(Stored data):
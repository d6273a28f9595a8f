use std::sync::{Arc, Mutex, MutexGuard};

use touchview_protocol::{Point, TouchPhase, Transform};

use crate::clock::Clock;
use crate::controller::ViewportController;

/// A controller shared between an input thread (the single writer) and
/// render threads that only read the published transform.
#[derive(Debug)]
pub struct SharedViewport<C> {
    inner: Arc<Mutex<ViewportController<C>>>,
}

impl<C> Clone for SharedViewport<C> {
    fn clone(&self) -> Self {
        Self {
            inner: Arc::clone(&self.inner),
        }
    }
}

impl<C: Clock> SharedViewport<C> {
    pub fn new(controller: ViewportController<C>) -> Self {
        Self {
            inner: Arc::new(Mutex::new(controller)),
        }
    }

    pub fn handle(&self, phase: TouchPhase, touches: &[Point]) -> Transform {
        self.lock().handle(phase, touches)
    }

    /// Copy of the published transform.
    pub fn transform(&self) -> Transform {
        self.lock().transform()
    }

    pub fn reset(&self) {
        self.lock().reset();
    }

    // Every mutation completes inside the lock, so a poisoned controller
    // still holds a published (clamped) transform.
    fn lock(&self) -> MutexGuard<'_, ViewportController<C>> {
        self.inner.lock().unwrap_or_else(|e| e.into_inner())
    }
}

(TASK TO CARRY OUT): Reproduce every line in the data that has the word "handle" in it.

(COMPLETED TASK):
    pub fn handle(&self, phase: TouchPhase, touches: &[Point]) -> Transform {
        self.lock().handle(phase, touches)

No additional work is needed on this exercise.